• [Given records]
[Start of Attachment]

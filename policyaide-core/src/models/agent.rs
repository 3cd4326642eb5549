use chrono::{DateTime, Utc};
use serde::{Deserialize, Serialize};

/// Latest system instructions recorded for one agent.
#[derive(Debug, Clone, Serialize, Deserialize, sqlx::FromRow)]
pub struct AgentInstructions {
    pub agent_name: String,
    pub system_instructions: String,
    pub recorded_at: DateTime<Utc>,
}

/// Per-agent performance aggregates for the dashboard charts.
#[derive(Debug, Clone, Serialize, Deserialize, sqlx::FromRow)]
pub struct AgentPerformance {
    pub agent_name: String,
    pub runs: i64,
    pub avg_duration_ms: f64,
    pub total_tokens: i64,
}
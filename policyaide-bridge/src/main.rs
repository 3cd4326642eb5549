//! policyaide-bridge — census tool agent demo
//!
//! Offers the `census_data` tool to an OpenAI model and walks a handful of
//! example policy questions through the loop, one at a time. Requires
//! `OPENAI_API_KEY`; the MCP lookup endpoint comes from the config file's
//! `[bridge]` section (defaults to a local dev instance).

use clap::Parser;
use policyaide_bridge::{AgentClient, CensusToolDispatcher, McpClient};
use policyaide_core::PolicyAideConfig;
use tracing_subscriber::{fmt, EnvFilter};

const EXAMPLE_QUESTIONS: &[&str] = &[
    "How many people live in Travis County, Texas?",
    "What is the population of Austin, TX?",
    "Compare the populations of Texas and California.",
];

#[derive(Parser, Debug)]
#[command(author, version, about = "Census tool bridge demo for PolicyAide")]
struct Args {
    /// Explicit config path; skips the candidate-path search
    #[arg(short, long)]
    config: Option<String>,

    /// Questions to run (defaults to the built-in examples)
    questions: Vec<String>,
}

#[tokio::main]
async fn main() -> anyhow::Result<()> {
    dotenvy::dotenv().ok();

    let args = Args::parse();

    fmt()
        .with_env_filter(EnvFilter::from_default_env().add_directive(tracing::Level::INFO.into()))
        .init();

    // The demo only needs the [bridge] section; a missing config file falls
    // back to the local-dev defaults instead of failing like the server does.
    let bridge_config = match &args.config {
        Some(path) => match PolicyAideConfig::load(path) {
            Ok(c) => c.bridge,
            Err(e) => {
                eprintln!("Failed to load config from {}: {}", path, e);
                std::process::exit(1);
            }
        },
        None => PolicyAideConfig::discover()
            .map(|(c, _)| c.bridge)
            .unwrap_or_default(),
    };

    let api_key = std::env::var("OPENAI_API_KEY").unwrap_or_default();
    let agent = match AgentClient::new(api_key, bridge_config.openai_model.clone()) {
        Ok(a) => a,
        Err(e) => {
            eprintln!("{}", e);
            std::process::exit(1);
        }
    };

    let mcp = match McpClient::new(&bridge_config) {
        Ok(c) => c,
        Err(e) => {
            eprintln!("Failed to create MCP client: {}", e);
            std::process::exit(1);
        }
    };
    let dispatcher = CensusToolDispatcher { mcp };

    let questions: Vec<String> = if args.questions.is_empty() {
        EXAMPLE_QUESTIONS.iter().map(|q| q.to_string()).collect()
    } else {
        args.questions
    };

    // One question at a time — single-flight, awaited sequentially.
    for question in &questions {
        println!("Q: {}", question);
        match agent.run(&dispatcher, question).await {
            Ok(answer) => println!("A: {}\n", answer),
            Err(e) => eprintln!("agent error: {}\n", e),
        }
    }

    Ok(())
}
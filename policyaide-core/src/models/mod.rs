pub mod agent;
pub mod span;
pub mod trace;

pub use agent::{AgentInstructions, AgentPerformance};
pub use span::Span;
pub use trace::{Trace, TraceSummary};
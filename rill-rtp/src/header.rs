//! RFC 3550 RTP fixed header layout.
//!
//! ```text
//!  0                   1                   2                   3
//!  0 1 2 3 4 5 6 7 8 9 0 1 2 3 4 5 6 7 8 9 0 1 2 3 4 5 6 7 8 9 0 1
//! +-+-+-+-+-+-+-+-+-+-+-+-+-+-+-+-+-+-+-+-+-+-+-+-+-+-+-+-+-+-+-+-+
//! |V=2|P|X|  CC   |M|     PT      |       sequence number         |
//! +-+-+-+-+-+-+-+-+-+-+-+-+-+-+-+-+-+-+-+-+-+-+-+-+-+-+-+-+-+-+-+-+
//! |                           timestamp                           |
//! +-+-+-+-+-+-+-+-+-+-+-+-+-+-+-+-+-+-+-+-+-+-+-+-+-+-+-+-+-+-+-+-+
//! |           synchronization source (SSRC) identifier            |
//! +-+-+-+-+-+-+-+-+-+-+-+-+-+-+-+-+-+-+-+-+-+-+-+-+-+-+-+-+-+-+-+-+
//! ```

pub const VERSION: u8 = 2;

/// Size of the fixed header, without CSRC entries or extensions.
pub const HEADER_SIZE: usize = 12;

pub(crate) fn version(b0: u8) -> u8 {
    b0 >> 6
}

pub(crate) fn has_padding(b0: u8) -> bool {
    b0 & 0x20 != 0
}

pub(crate) fn has_extension(b0: u8) -> bool {
    b0 & 0x10 != 0
}

pub(crate) fn csrc_count(b0: u8) -> usize {
    (b0 & 0x0F) as usize
}

pub(crate) fn marker(b1: u8) -> bool {
    b1 & 0x80 != 0
}

pub(crate) fn payload_type(b1: u8) -> u8 {
    b1 & 0x7F
}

[End of Attachment]

• [Task description] If a line falls between the first line of the data above and the line holding "filename policyaide-bridge/src/main.rs", inclusive, retype it exactly; retype no other line.

• [Written answer]
filename policyaide-core/src/models/agent.rs
repository 3cd4326642eb5549
use chrono::{DateTime, Utc};
use serde::{Deserialize, Serialize};

/// Latest system instructions recorded for one agent.
#[derive(Debug, Clone, Serialize, Deserialize, sqlx::FromRow)]
pub struct AgentInstructions {
    pub agent_name: String,
    pub system_instructions: String,
    pub recorded_at: DateTime<Utc>,
}

/// Per-agent performance aggregates for the dashboard charts.
#[derive(Debug, Clone, Serialize, Deserialize, sqlx::FromRow)]
pub struct AgentPerformance {
    pub agent_name: String,
    pub runs: i64,
    pub avg_duration_ms: f64,
    pub total_tokens: i64,
}
filename policyaide-bridge/src/main.rs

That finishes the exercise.